Laytonville is a census-designated place (CDP) in Mendocino County, California, United States. It is located 23 mi north-northwest of Willits, at an elevation of 1670 ft. The population was 1,152 at the 2020 census, down from 1,227 at the 2010 census.

==Geography==
Laytonville is located in northern Mendocino County at . It is in the Long Valley, drained to the north by Tenmile Creek, a tributary of the South Fork of the Eel River. The headwaters of the South Fork are 5 mi south of Laytonville.

U.S. Route 101 passes through the center of town, leading south through Willits 45 mi to Ukiah, the Mendocino county seat, and northwest 22 mi to Leggett.
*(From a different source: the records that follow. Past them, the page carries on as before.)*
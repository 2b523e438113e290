//! Height-balanced tree: node layout, rebalancing primitives, the
//! [`AvlTree`] container and the [`max_info_selector`] composition.

pub mod avl_tree;
pub mod selector;
pub mod types;
pub mod util;

pub use avl_tree::{AvlTree, Iter};
pub use selector::max_info_selector;
pub use types::{AvlNode, AvlNodeLike, OnConflict};
pub use util::{assert_avl_tree, balanced, insert, print, rebalance, remove, rotate, update};
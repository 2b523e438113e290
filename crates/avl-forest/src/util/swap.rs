use crate::types::KvNode;

/// Swaps the entries (key and value) of two nodes, keeping both in place.
///
/// Links are not touched, so the tree shape stays the same.
pub fn swap_entries<N: KvNode>(arena: &mut [N], x: u32, y: u32) {
    if x == y {
        return;
    }

    let (lo, hi) = if x < y { (x, y) } else { (y, x) };
    let (head, tail) = arena.split_at_mut(hi as usize);
    head[lo as usize].swap_entry(&mut tail[0]);
}
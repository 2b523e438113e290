use std::fmt;
use std::ops::Rem;

use crate::types::{compare, Comparator, Comparison};
use crate::util::{self, keep, Inserted};

use super::tree_node::TreeNode;

/// Unbalanced binary search tree with unique keys.
///
/// Shares the arena layout and removal scheme of [`AvlTree`](crate::avl::AvlTree)
/// but never rotates, so its shape depends on insertion order.
pub struct BinarySearchTree<K, I, C = Comparator<K>>
where
    C: Fn(&K, &K) -> Comparison,
{
    root: Option<u32>,
    comparator: C,
    arena: Vec<TreeNode<K, I>>,
}

impl<K, I> BinarySearchTree<K, I, Comparator<K>>
where
    K: PartialOrd,
{
    pub fn new() -> Self {
        Self::with_comparator(compare::<K>)
    }
}

impl<K, I> Default for BinarySearchTree<K, I, Comparator<K>>
where
    K: PartialOrd,
{
    fn default() -> Self {
        Self::new()
    }
}

impl<K, I, C> BinarySearchTree<K, I, C>
where
    C: Fn(&K, &K) -> Comparison,
{
    pub fn with_comparator(comparator: C) -> Self {
        Self {
            root: None,
            comparator,
            arena: Vec::new(),
        }
    }

    pub fn len(&self) -> usize {
        self.arena.len()
    }

    pub fn is_empty(&self) -> bool {
        self.root.is_none()
    }

    /// Adds a leaf for `key`. An existing key is left as it is and `false`
    /// is returned.
    pub fn insert(&mut self, key: K, info: I) -> bool {
        self.arena.push(TreeNode::new(key, info));
        let node = (self.arena.len() - 1) as u32;
        let inserted = util::insert(
            &mut self.arena,
            self.root,
            node,
            &self.comparator,
            &keep::<TreeNode<K, I>>,
        );
        match inserted {
            Inserted::Root(root) => {
                self.root = Some(root);
                true
            }
            Inserted::Existing(_) => {
                self.arena.pop();
                false
            }
        }
    }

    /// Removes `key`; a node with two children takes its inorder
    /// successor's entry. Returns `false` if the key was not stored.
    pub fn remove(&mut self, key: &K) -> bool {
        let removed = util::remove(
            &mut self.arena,
            self.root,
            key,
            &self.comparator,
            &keep::<TreeNode<K, I>>,
        );
        let Some((root, detached)) = removed else {
            return false;
        };
        self.root = root;
        util::release(&mut self.arena, &mut self.root, detached, &self.comparator);
        true
    }

    pub fn find(&self, key: &K) -> bool {
        self.get(key).is_some()
    }

    pub fn get(&self, key: &K) -> Option<&I> {
        util::find(&self.arena, self.root, key, &self.comparator).map(|i| &self.arena[i as usize].v)
    }

    /// Number of nodes without children.
    pub fn leaf_count(&self) -> usize {
        util::leaves(&self.arena, self.root)
    }

    /// Longest root-to-leaf path in nodes; 0 when empty.
    pub fn height(&self) -> usize {
        util::height(&self.arena, self.root)
    }

    /// Number of keys satisfying `pred`.
    pub fn count_by<P: FnMut(&K) -> bool>(&self, mut pred: P) -> usize {
        util::count_by(&self.arena, self.root, &mut pred)
    }

    pub fn count_odd(&self) -> usize
    where
        K: Copy + PartialEq + Rem<Output = K> + From<u8>,
    {
        self.count_by(|&k| k % K::from(2) != K::from(0))
    }

    pub fn count_even(&self) -> usize
    where
        K: Copy + PartialEq + Rem<Output = K> + From<u8>,
    {
        self.count_by(|&k| k % K::from(2) == K::from(0))
    }

    /// Ascending iterator over `(key, info)`.
    pub fn iter(&self) -> impl DoubleEndedIterator<Item = (&K, &I)> + ExactSizeIterator + '_ {
        util::Iter::new(&self.arena, self.root, self.arena.len()).map(|n| (&n.k, &n.v))
    }
}

impl<K, I, C> fmt::Display for BinarySearchTree<K, I, C>
where
    K: fmt::Display,
    I: fmt::Display,
    C: Fn(&K, &K) -> Comparison,
{
    fn fmt(&self, f: &mut fmt::Formatter<'_>) -> fmt::Result {
        for (k, v) in self.iter() {
            writeln!(f, "Key: {k}, Info: {v}")?;
        }
        Ok(())
    }
}
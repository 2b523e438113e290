use std::fmt::{self, Display, Write};

use crate::types::KvNode;

/// Indentation added per tree level by [`print_sideways`].
pub const INDENT: usize = 6;

/// Renders a tree rotated a quarter turn: the right subtree first, then the
/// node as `key:info` padded to its depth, then the left subtree.
///
/// The pad is a single space field `INDENT * depth` wide, so the root line
/// still starts with one space.
pub fn print_sideways<N, W>(arena: &[N], node: Option<u32>, depth: usize, out: &mut W) -> fmt::Result
where
    N: KvNode,
    N::Key: Display,
    N::Value: Display,
    W: Write,
{
    let Some(i) = node else {
        return Ok(());
    };
    let n = &arena[i as usize];
    print_sideways(arena, n.r(), depth + 1, out)?;
    writeln!(out, "{:width$}{}:{}", ' ', n.key(), n.value(), width = depth * INDENT)?;
    print_sideways(arena, n.l(), depth + 1, out)
}
use crate::types::{KvNode, Node};

/// Node of the plain binary search tree.
#[derive(Clone, Debug)]
pub struct TreeNode<K, I> {
    pub l: Option<u32>,
    pub r: Option<u32>,
    pub k: K,
    pub v: I,
}

impl<K, I> TreeNode<K, I> {
    pub fn new(k: K, v: I) -> Self {
        Self {
            l: None,
            r: None,
            k,
            v,
        }
    }
}

impl<K, I> Node for TreeNode<K, I> {
    fn l(&self) -> Option<u32> {
        self.l
    }

    fn r(&self) -> Option<u32> {
        self.r
    }

    fn set_l(&mut self, v: Option<u32>) {
        self.l = v;
    }

    fn set_r(&mut self, v: Option<u32>) {
        self.r = v;
    }
}

impl<K, I> KvNode for TreeNode<K, I> {
    type Key = K;
    type Value = I;

    fn key(&self) -> &K {
        &self.k
    }

    fn value(&self) -> &I {
        &self.v
    }

    fn value_mut(&mut self) -> &mut I {
        &mut self.v
    }

    fn entry_mut(&mut self) -> (&K, &mut I) {
        (&self.k, &mut self.v)
    }

    fn swap_entry(&mut self, other: &mut Self) {
        std::mem::swap(&mut self.k, &mut other.k);
        std::mem::swap(&mut self.v, &mut other.v);
    }
}
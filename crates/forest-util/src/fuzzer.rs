use rand::seq::SliceRandom;
use rand::{rngs::OsRng, Rng, RngCore, SeedableRng};
use rand_xoshiro::Xoshiro256StarStar;
use std::cell::RefCell;

/// One step of a randomized tree workload.
#[derive(Clone, Copy, Debug, PartialEq, Eq)]
pub enum Op {
    Insert(i64, i64),
    Remove(i64),
}

/// A fuzzer for generating random tree workloads.
///
/// Uses the xoshiro256** PRNG for reproducible random sequences when seeded.
///
/// # Examples
///
/// ```
/// use forest_util::fuzzer::{Fuzzer, Op};
///
/// let fuzzer = Fuzzer::new(Some([7u8; 32]));
///
/// let n = fuzzer.random_int(1, 10);
/// assert!(n >= 1 && n <= 10);
///
/// let ops = fuzzer.ops(50, 0..20, 0.3);
/// assert_eq!(ops.len(), 50);
/// assert!(ops.iter().all(|op| match op {
///     Op::Insert(k, _) | Op::Remove(k) => (0..20).contains(k),
/// }));
/// ```
pub struct Fuzzer {
    /// The seed used to initialize the PRNG.
    pub seed: [u8; 32],
    rng: RefCell<Xoshiro256StarStar>,
}

impl Fuzzer {
    /// Create a new fuzzer with an optional seed.
    ///
    /// If no seed is provided, a random seed will be generated using `OsRng`.
    pub fn new(seed: Option<[u8; 32]>) -> Self {
        let seed = seed.unwrap_or_else(|| {
            let mut bytes = [0u8; 32];
            OsRng.fill_bytes(&mut bytes);
            bytes
        });

        Self {
            seed,
            rng: RefCell::new(Xoshiro256StarStar::from_seed(seed)),
        }
    }

    /// Generate a random integer in the range [min, max] (inclusive).
    pub fn random_int(&self, min: i64, max: i64) -> i64 {
        self.rng.borrow_mut().gen_range(min..=max)
    }

    /// Generate a random boolean with the given probability of being true.
    pub fn random_bool(&self, probability: f64) -> bool {
        self.rng.borrow_mut().gen_bool(probability)
    }

    /// Pick a random element from a slice.
    pub fn pick<'a, T>(&self, elements: &'a [T]) -> &'a T {
        let idx = self.rng.borrow_mut().gen_range(0..elements.len());
        &elements[idx]
    }

    /// Repeat a callback `times` times and collect results.
    pub fn repeat<T, F>(&self, times: usize, mut callback: F) -> Vec<T>
    where
        F: FnMut() -> T,
    {
        (0..times).map(|_| callback()).collect()
    }

    /// Every key of `keys` exactly once, in random order.
    pub fn shuffled(&self, keys: std::ops::Range<i64>) -> Vec<i64> {
        let mut out: Vec<i64> = keys.collect();
        out.shuffle(&mut *self.rng.borrow_mut());
        out
    }

    /// `len` random operations on keys drawn from `keys`.
    ///
    /// Each step is a removal with probability `remove_ratio`, otherwise an
    /// insert with a random info value.
    pub fn ops(&self, len: usize, keys: std::ops::Range<i64>, remove_ratio: f64) -> Vec<Op> {
        self.repeat(len, || {
            let key = self.random_int(keys.start, keys.end - 1);
            if self.random_bool(remove_ratio) {
                Op::Remove(key)
            } else {
                Op::Insert(key, self.random_int(-1000, 1000))
            }
        })
    }
}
According to the United States Census Bureau, the Laytonville CDP has a total area of 5.4 sqmi, of which 0.06 sqmi, or 1.16%, are water.

==History==
The Cahto Native Americans lived in the region that would eventually become Cahto, California and Laytonville prior to Europeans settling in the area. They referred to nearby Cahto Mountain as "Signal Peak," as it was used to send and receive smoke signals between local native groups.

Laytonville was founded by Nova Scotian Frank B. Layton, who in 1874 built a blacksmithy and house at the site. Layton had previously attempted to set up his blacksmith business in Cahto, but was forced to relocate after an altercation with the local authorities. The first Laytonville post office opened in 1879.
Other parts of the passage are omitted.